● PROBLEM STATEMENT
The answer should be each line of the records that contains the word "inside"; please copy them all.

(Stored data)
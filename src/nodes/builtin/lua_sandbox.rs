use anyhow::Result;
use base64::Engine;
use mlua::prelude::*;
use serde_json::{Map, Value};
use tracing::{debug, info, warn};
use uuid::Uuid;

/// Set up a sandboxed Lua state for a code node.
///
/// - Removes `os`, `io`, `debug`, `loadfile`, `dofile`, `require`
/// - Exposes `base64_encode`, `base64_decode`, `json_parse`, `json_stringify`
/// - Exposes `log([level], ...)` routed to tracing
/// - Exposes the node's resolved inputs as the `input` table
pub fn setup_sandbox(lua: &Lua, input: &Map<String, Value>) -> Result<()> {
    let globals = lua.globals();

    for name in ["os", "io", "debug", "loadfile", "dofile", "require"] {
        globals.set(name, LuaValue::Nil)?;
    }

    let encode_fn = lua.create_function(|lua_ctx, data: LuaString| {
        let encoded = base64::engine::general_purpose::STANDARD.encode(data.as_bytes());
        Ok(LuaValue::String(lua_ctx.create_string(&encoded)?))
    })?;
    globals.set("base64_encode", encode_fn)?;

    let decode_fn = lua.create_function(|lua_ctx, data: String| {
        let bytes = base64::engine::general_purpose::STANDARD
            .decode(&data)
            .map_err(|e| LuaError::RuntimeError(format!("base64_decode failed: {}", e)))?;
        Ok(LuaValue::String(lua_ctx.create_string(&bytes)?))
    })?;
    globals.set("base64_decode", decode_fn)?;

    let parse_fn = lua.create_function(|lua_ctx, data: String| {
        let json: Value = serde_json::from_str(&data)
            .map_err(|e| LuaError::RuntimeError(format!("json_parse failed: {}", e)))?;
        json_to_lua(lua_ctx, &json).map_err(LuaError::external)
    })?;
    globals.set("json_parse", parse_fn)?;

    let stringify_fn = lua.create_function(|_, value: LuaValue| {
        let json = lua_to_json(&value).map_err(LuaError::external)?;
        serde_json::to_string(&json).map_err(|e| LuaError::RuntimeError(e.to_string()))
    })?;
    globals.set("json_stringify", stringify_fn)?;

    let log_fn = lua.create_function(|_, args: LuaMultiValue| {
        let values: Vec<LuaValue> = args.into_iter().collect();
        let (level, skip) = match values.first().and_then(|v| v.as_string()) {
            Some(s) => match s.to_str()?.to_lowercase().as_str() {
                l @ ("debug" | "info" | "warn") => (l.to_string(), 1),
                _ => ("info".to_string(), 0),
            },
            None => ("info".to_string(), 0),
        };
        let message = values
            .iter()
            .skip(skip)
            .map(|v| stringify(v).map_err(LuaError::external))
            .collect::<Result<Vec<_>, _>>()?
            .join(" ");
        match level.as_str() {
            "debug" => debug!("<lua> {}", message),
            "warn" => warn!("<lua> {}", message),
            _ => info!("<lua> {}", message),
        }
        Ok(())
    })?;
    globals.set("log", log_fn)?;

    let uuid_fn = lua.create_function(|_, ()| Ok(Uuid::new_v4().to_string()))?;
    globals.set("uuid4", uuid_fn)?;

    let input_value = json_to_lua(lua, &Value::Object(input.clone()))?;
    globals.set("input", input_value)?;

    Ok(())
}

pub fn json_to_lua(lua: &Lua, value: &Value) -> Result<LuaValue> {
    match value {
        Value::Null => Ok(LuaValue::Nil),
        Value::Bool(b) => Ok(LuaValue::Boolean(*b)),
        Value::Number(n) => Ok(match n.as_i64() {
            Some(i) => LuaValue::Integer(i),
            None => n.as_f64().map(LuaValue::Number).unwrap_or(LuaValue::Nil),
        }),
        Value::String(s) => Ok(LuaValue::String(lua.create_string(s)?)),
        Value::Array(items) => {
            let tbl = lua.create_table()?;
            for (i, v) in items.iter().enumerate() {
                tbl.set(i + 1, json_to_lua(lua, v)?)?;
            }
            Ok(LuaValue::Table(tbl))
        }
        Value::Object(map) => {
            let tbl = lua.create_table()?;
            for (k, v) in map {
                tbl.set(k.as_str(), json_to_lua(lua, v)?)?;
            }
            Ok(LuaValue::Table(tbl))
        }
    }
}

/// Tables with a non-empty sequence part become arrays, others objects.
pub fn lua_to_json(value: &LuaValue) -> Result<Value> {
    match value {
        LuaValue::Nil => Ok(Value::Null),
        LuaValue::Boolean(b) => Ok(Value::Bool(*b)),
        LuaValue::Integer(n) => Ok(Value::from(*n)),
        LuaValue::Number(n) => Ok(serde_json::Number::from_f64(*n)
            .map(Value::Number)
            .unwrap_or(Value::Null)),
        LuaValue::String(s) => Ok(Value::String(s.to_str()?.to_string())),
        LuaValue::Table(t) => {
            let len = t.raw_len();
            if len > 0 {
                let mut items = Vec::with_capacity(len);
                for i in 1..=len {
                    let v: LuaValue = t.get(i)?;
                    items.push(lua_to_json(&v)?);
                }
                Ok(Value::Array(items))
            } else {
                let mut map = Map::new();
                for pair in t.pairs::<String, LuaValue>() {
                    let (k, v) = pair?;
                    map.insert(k, lua_to_json(&v)?);
                }
                Ok(Value::Object(map))
            }
        }
        _ => Ok(Value::Null),
    }
}

fn stringify(value: &LuaValue) -> Result<String> {
    match value {
        LuaValue::String(s) => Ok(s.to_str()?.to_string()),
        LuaValue::Boolean(b) => Ok(b.to_string()),
        LuaValue::Integer(i) => Ok(i.to_string()),
        LuaValue::Number(n) => Ok(n.to_string()),
        LuaValue::Nil => Ok("nil".to_string()),
        other => Ok(lua_to_json(other)?.to_string()),
    }
}

#[cfg(test)]
mod tests {
    use super::*;
    use serde_json::json;

    #[test]
    fn input_is_visible_and_dangerous_globals_are_gone() {
        let lua = Lua::new();
        let input = json!({"n": 2, "tags": ["a", "b"]});
        setup_sandbox(&lua, input.as_object().unwrap()).unwrap();

        let out: LuaValue = lua
            .load("return { double = input.n * 2, first = input.tags[1], has_os = os ~= nil }")
            .eval()
            .unwrap();
        assert_eq!(
            lua_to_json(&out).unwrap(),
            json!({"double": 4, "first": "a", "has_os": false})
        );
    }
}
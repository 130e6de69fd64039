//! Narrow interface to a written disk: partition enumeration and scoped
//! filesystem sessions inside a partition.
//!
//! Partition-table parsing and FAT/ext filesystem access live outside this
//! crate; they are reached through [`Disk`] and [`PartitionFilesystem`].

use async_trait::async_trait;
use futures::future::BoxFuture;
use thiserror::Error;

/// MBR partition type bytes of the FAT family.
const FAT_PARTITION_TYPES: [u8; 6] = [0x01, 0x04, 0x06, 0x0B, 0x0C, 0x0E];

#[derive(Debug, Clone, Copy, PartialEq, Eq)]
pub struct PartitionInfo {
    /// 1-based partition number; logical partitions start at 5.
    pub index: u32,
    /// MBR system id byte.
    pub partition_type: u8,
}

impl PartitionInfo {
    pub fn new(index: u32, partition_type: u8) -> Self {
        Self {
            index,
            partition_type,
        }
    }

    pub fn is_fat(&self) -> bool {
        FAT_PARTITION_TYPES.contains(&self.partition_type)
    }
}

#[derive(Debug, Error)]
pub enum DiskError {
    #[error("partition {0} not found")]
    PartitionNotFound(u32),

    #[error("file {path} not found on partition {partition}")]
    FileNotFound { partition: u32, path: String },

    #[error("filesystem error on partition {partition}: {message}")]
    Filesystem { partition: u32, message: String },

    #[error("I/O error: {0}")]
    Io(#[from] std::io::Error),
}

#[async_trait]
pub trait Disk: Send + Sync {
    async fn list_partitions(&self) -> Result<Vec<PartitionInfo>, DiskError>;

    /// Mount the filesystem in partition `index`. The session must be closed
    /// with [`PartitionFilesystem::close`].
    async fn open_filesystem(
        &self,
        index: u32,
    ) -> Result<Box<dyn PartitionFilesystem>, DiskError>;
}

#[async_trait]
pub trait PartitionFilesystem: Send {
    async fn read_file(&mut self, path: &str) -> Result<Vec<u8>, DiskError>;

    async fn write_file(&mut self, path: &str, contents: &[u8]) -> Result<(), DiskError>;

    async fn close(self: Box<Self>) -> Result<(), DiskError>;
}

/// Run `f` inside a filesystem session on partition `index`; the session is
/// closed whether or not `f` succeeds.
pub async fn with_partition_filesystem<T, F>(
    disk: &dyn Disk,
    index: u32,
    f: F,
) -> Result<T, DiskError>
where
    F: for<'a> FnOnce(&'a mut (dyn PartitionFilesystem + 'static)) -> BoxFuture<'a, Result<T, DiskError>>,
{
    let mut fs = disk.open_filesystem(index).await?;
    let result = f(fs.as_mut()).await;
    let closed = fs.close().await;
    let value = result?;
    closed?;
    Ok(value)
}
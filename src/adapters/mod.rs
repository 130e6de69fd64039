use std::path::PathBuf;
use std::sync::Arc;

use crate::core::destination::Destination;

mod file;
mod memory;
mod memory_disk;

pub use file::FileDestination;
pub use memory::MemoryDestination;
pub use memory_disk::MemoryDisk;

/// Build a destination for each path. In simulation mode nothing touches the
/// filesystem; every path becomes an in-memory destination named after it.
pub fn get_destinations(
    paths: &[PathBuf],
    simulation: bool,
    sync_on_finish: bool,
) -> Vec<Arc<dyn Destination>> {
    paths
        .iter()
        .map(|path| -> Arc<dyn Destination> {
            if simulation {
                Arc::new(MemoryDestination::new(&path.display().to_string()))
            } else {
                Arc::new(FileDestination::new(path).with_sync(sync_on_finish))
            }
        })
        .collect()
}
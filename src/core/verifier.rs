use futures::StreamExt;
use std::sync::Arc;
use thiserror::Error;
use tokio::io::AsyncReadExt;
use tokio::sync::mpsc;
use tracing::{Instrument, debug, info, info_span};

use crate::core::blockmap::BlockMap;
use crate::core::checksum::{ChecksumAlgorithm, digests_match};
use crate::core::destination::{Destination, DestinationError};
use crate::logging::LogThrottle;

/// Bytes read from a destination between progress reports.
pub const VERIFY_CHUNK_SIZE: usize = 1024 * 1024;

/// What a destination's contents are checked against.
#[derive(Debug, Clone, PartialEq, Eq)]
pub enum Expected {
    /// Digest of the full image.
    Checksum {
        algorithm: ChecksumAlgorithm,
        digest: String,
    },
    /// Only the mapped ranges are read and compared.
    BlockMap(BlockMap),
}

impl Expected {
    /// A checksum using the default algorithm.
    pub fn checksum(digest: impl Into<String>) -> Self {
        Self::Checksum {
            algorithm: ChecksumAlgorithm::default(),
            digest: digest.into(),
        }
    }
}

#[derive(Debug, Clone, Copy, PartialEq, Eq, Default)]
pub struct VerifyProgress {
    pub bytes: u64,
    pub total: Option<u64>,
}

/// Result of a successful verification
#[derive(Debug, Clone, PartialEq, Eq)]
pub struct VerifyResult {
    pub bytes_verified: u64,
}

#[derive(Debug, Error)]
pub enum VerifyError {
    #[error("checksum mismatch: expected {expected}, got {actual}")]
    ChecksumMismatch { expected: String, actual: String },

    #[error("range at {start} (+{length}) mismatch: expected {expected}, got {actual}")]
    RangeMismatch {
        start: u64,
        length: u64,
        expected: String,
        actual: String,
    },

    #[error("short read: expected {expected} bytes, destination returned {actual}")]
    ShortRead { expected: u64, actual: u64 },

    #[error("unexpected region at {position} while verifying block map")]
    UnexpectedRegion { position: u64 },

    #[error("verifier stopped without reporting a result")]
    Aborted,

    #[error(transparent)]
    Destination(#[from] DestinationError),
}

#[derive(Debug)]
pub enum VerifyEvent {
    Progress(VerifyProgress),
    Finish(VerifyResult),
    Error(VerifyError),
}

/// Checks what was written to a single destination.
pub struct Verifier {
    destination: Arc<dyn Destination>,
    expected: Expected,
    size: Option<u64>,
    chunk_size: usize,
}

impl Verifier {
    pub fn new(destination: Arc<dyn Destination>, expected: Expected, size: Option<u64>) -> Self {
        Self {
            destination,
            expected,
            size,
            chunk_size: VERIFY_CHUNK_SIZE,
        }
    }

    pub fn with_chunk_size(mut self, chunk_size: usize) -> Self {
        self.chunk_size = chunk_size.max(1);
        self
    }

    pub fn destination(&self) -> &Arc<dyn Destination> {
        &self.destination
    }

    /// Run verification to completion, calling `on_progress` after every chunk.
    pub async fn verify<F>(&self, mut on_progress: F) -> Result<VerifyResult, VerifyError>
    where
        F: FnMut(VerifyProgress) + Send,
    {
        let span = info_span!("verify", destination = %self.destination.name());

        async {
            let result = match &self.expected {
                Expected::Checksum { algorithm, digest } => {
                    self.verify_checksum(*algorithm, digest, &mut on_progress)
                        .await
                }
                Expected::BlockMap(block_map) => {
                    self.verify_block_map(block_map, &mut on_progress).await
                }
            };

            match &result {
                Ok(r) => info!(bytes_verified = r.bytes_verified, "Verification complete"),
                Err(e) => info!(error = %e, "Verification failed"),
            }
            result
        }
        .instrument(span)
        .await
    }

    /// Spawn verification and report it as events. Failure is delivered as
    /// [`VerifyEvent::Error`], never as a panic.
    pub fn run(self) -> mpsc::UnboundedReceiver<VerifyEvent> {
        let (tx, rx) = mpsc::unbounded_channel();

        tokio::spawn(async move {
            let progress_tx = tx.clone();
            let result = self
                .verify(move |progress| {
                    let _ = progress_tx.send(VerifyEvent::Progress(progress));
                })
                .await;

            let _ = match result {
                Ok(r) => tx.send(VerifyEvent::Finish(r)),
                Err(e) => tx.send(VerifyEvent::Error(e)),
            };
        });

        rx
    }

    async fn verify_checksum(
        &self,
        algorithm: ChecksumAlgorithm,
        expected: &str,
        on_progress: &mut (dyn FnMut(VerifyProgress) + Send),
    ) -> Result<VerifyResult, VerifyError> {
        info!(algorithm = algorithm.as_str(), size = ?self.size, "Starting checksum verification");

        let mut reader = self.destination.create_read_stream(0, self.size).await?;
        let mut hasher = algorithm.hasher();
        let mut buffer = vec![0u8; self.chunk_size];
        let mut bytes: u64 = 0;
        let throttle = LogThrottle::new(std::time::Duration::from_secs(1));

        loop {
            let n = reader
                .read(&mut buffer)
                .await
                .map_err(DestinationError::from)?;
            if n == 0 {
                break;
            }
            hasher.update(&buffer[..n]);
            bytes += n as u64;

            if throttle.should_log() {
                debug!(bytes, "Verification progress");
            }
            on_progress(VerifyProgress {
                bytes,
                total: self.size,
            });
        }

        if let Some(size) = self.size {
            if bytes < size {
                return Err(VerifyError::ShortRead {
                    expected: size,
                    actual: bytes,
                });
            }
        }

        let actual = hasher.finalize_hex();
        if !digests_match(expected, &actual) {
            return Err(VerifyError::ChecksumMismatch {
                expected: expected.to_string(),
                actual,
            });
        }

        Ok(VerifyResult {
            bytes_verified: bytes,
        })
    }

    async fn verify_block_map(
        &self,
        block_map: &BlockMap,
        on_progress: &mut (dyn FnMut(VerifyProgress) + Send),
    ) -> Result<VerifyResult, VerifyError> {
        let total = block_map.mapped_bytes();
        info!(
            ranges = block_map.ranges.len(),
            mapped_bytes = total,
            "Starting block map verification"
        );

        let mut chunks = self.destination.create_sparse_read_stream(block_map).await?;
        let mut bytes: u64 = 0;

        for range in &block_map.ranges {
            let mut hasher = block_map.algorithm.hasher();
            let mut cursor = range.start;

            while cursor < range.end() {
                let chunk = match chunks.next().await {
                    Some(chunk) => chunk?,
                    None => {
                        return Err(VerifyError::ShortRead {
                            expected: total,
                            actual: bytes,
                        });
                    }
                };
                if chunk.position != cursor || chunk.end() > range.end() || chunk.data.is_empty() {
                    return Err(VerifyError::UnexpectedRegion {
                        position: chunk.position,
                    });
                }

                hasher.update(&chunk.data);
                cursor = chunk.end();
                bytes += chunk.data.len() as u64;
                on_progress(VerifyProgress {
                    bytes,
                    total: Some(total),
                });
            }

            let actual = hasher.finalize_hex();
            if !digests_match(&range.checksum, &actual) {
                return Err(VerifyError::RangeMismatch {
                    start: range.start,
                    length: range.length,
                    expected: range.checksum.clone(),
                    actual,
                });
            }
        }

        Ok(VerifyResult {
            bytes_verified: bytes,
        })
    }
}

#[cfg(test)]
mod tests {
    use super::*;
    use crate::adapters::MemoryDestination;

    async fn written(name: &str, content: &[u8]) -> Arc<dyn Destination> {
        let destination = MemoryDestination::with_contents(name, content.to_vec());
        destination.open().await.unwrap();
        Arc::new(destination)
    }

    #[tokio::test]
    async fn test_verify_checksum_success() {
        let content = vec![0xAB; 10 * 1024];
        let dest = written("sd-a", &content).await;

        let verifier = Verifier::new(
            dest,
            Expected::checksum(ChecksumAlgorithm::Blake3.digest(&content)),
            Some(content.len() as u64),
        )
        .with_chunk_size(4096);

        let mut reports = Vec::new();
        let result = verifier.verify(|p| reports.push(p.bytes)).await.unwrap();

        assert_eq!(result.bytes_verified, 10 * 1024);
        assert_eq!(reports, vec![4096, 8192, 10240]);
    }

    #[tokio::test]
    async fn test_verify_checksum_mismatch() {
        let dest = written("sd-a", b"corrupted content").await;

        let verifier = Verifier::new(
            dest,
            Expected::checksum(ChecksumAlgorithm::Blake3.digest(b"original content")),
            None,
        );

        let err = verifier.verify(|_| {}).await.unwrap_err();
        assert!(matches!(err, VerifyError::ChecksumMismatch { .. }));
        assert!(err.to_string().contains("checksum mismatch"));
    }

    #[tokio::test]
    async fn test_verify_only_reads_up_to_size() {
        // Trailing bytes beyond the image are not part of the digest.
        let dest = written("sd-a", b"imagedata-and-leftover-garbage").await;

        let verifier = Verifier::new(
            dest,
            Expected::Checksum {
                algorithm: ChecksumAlgorithm::Sha256,
                digest: ChecksumAlgorithm::Sha256.digest(b"imagedata"),
            },
            Some(9),
        );

        let result = verifier.verify(|_| {}).await.unwrap();
        assert_eq!(result.bytes_verified, 9);
    }

    #[tokio::test]
    async fn test_verify_short_destination() {
        let dest = written("sd-a", b"tiny").await;

        let verifier = Verifier::new(dest, Expected::checksum("00"), Some(100));

        let err = verifier.verify(|_| {}).await.unwrap_err();
        assert!(matches!(
            err,
            VerifyError::ShortRead {
                expected: 100,
                actual: 4
            }
        ));
    }

    #[tokio::test]
    async fn test_verify_block_map_ignores_unmapped_bytes() {
        let mut content = vec![0u8; 64];
        content[0..8].copy_from_slice(b"bootsect");
        content[32..40].copy_from_slice(b"rootfs!!");
        // Garbage in an unmapped region must not matter.
        content[20] = 0xFF;

        let map = BlockMap::new(64, ChecksumAlgorithm::Blake3)
            .with_range(0, b"bootsect")
            .with_range(32, b"rootfs!!");

        let dest = written("sd-a", &content).await;
        let verifier = Verifier::new(dest, Expected::BlockMap(map), Some(64)).with_chunk_size(3);

        let mut last = 0;
        let result = verifier.verify(|p| last = p.bytes).await.unwrap();
        assert_eq!(result.bytes_verified, 16);
        assert_eq!(last, 16);
    }

    #[tokio::test]
    async fn test_verify_block_map_range_mismatch() {
        let map = BlockMap::new(16, ChecksumAlgorithm::Blake3).with_range(8, b"expected");
        let dest = written("sd-a", b"xxxxxxxxactually").await;

        let err = Verifier::new(dest, Expected::BlockMap(map), None)
            .verify(|_| {})
            .await
            .unwrap_err();

        match err {
            VerifyError::RangeMismatch { start, length, .. } => {
                assert_eq!(start, 8);
                assert_eq!(length, 8);
            }
            other => panic!("expected RangeMismatch, got {other:?}"),
        }
    }

    #[tokio::test]
    async fn test_run_reports_error_as_event() {
        let dest: Arc<dyn Destination> = Arc::new(MemoryDestination::new("never-opened"));

        let mut events = Verifier::new(dest, Expected::checksum("00"), None).run();

        let mut saw_error = false;
        while let Some(event) = events.recv().await {
            match event {
                VerifyEvent::Error(VerifyError::Destination(DestinationError::NotOpen { .. })) => {
                    saw_error = true
                }
                VerifyEvent::Finish(_) => panic!("verification should not finish"),
                _ => {}
            }
        }
        assert!(saw_error);
    }

    #[tokio::test]
    async fn test_run_emits_progress_then_finish() {
        let dest = written("sd-a", b"hello world").await;

        let mut events = Verifier::new(
            dest,
            Expected::checksum(ChecksumAlgorithm::Blake3.digest(b"hello world")),
            Some(11),
        )
        .run();

        let mut collected = Vec::new();
        while let Some(event) = events.recv().await {
            collected.push(event);
        }

        assert!(matches!(
            collected.first(),
            Some(VerifyEvent::Progress(VerifyProgress { bytes: 11, .. }))
        ));
        assert!(matches!(
            collected.last(),
            Some(VerifyEvent::Finish(VerifyResult { bytes_verified: 11 }))
        ));
    }
}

● RESULT
//! filesystem sessions inside a partition.
/// Run `f` inside a filesystem session on partition `index`; the session is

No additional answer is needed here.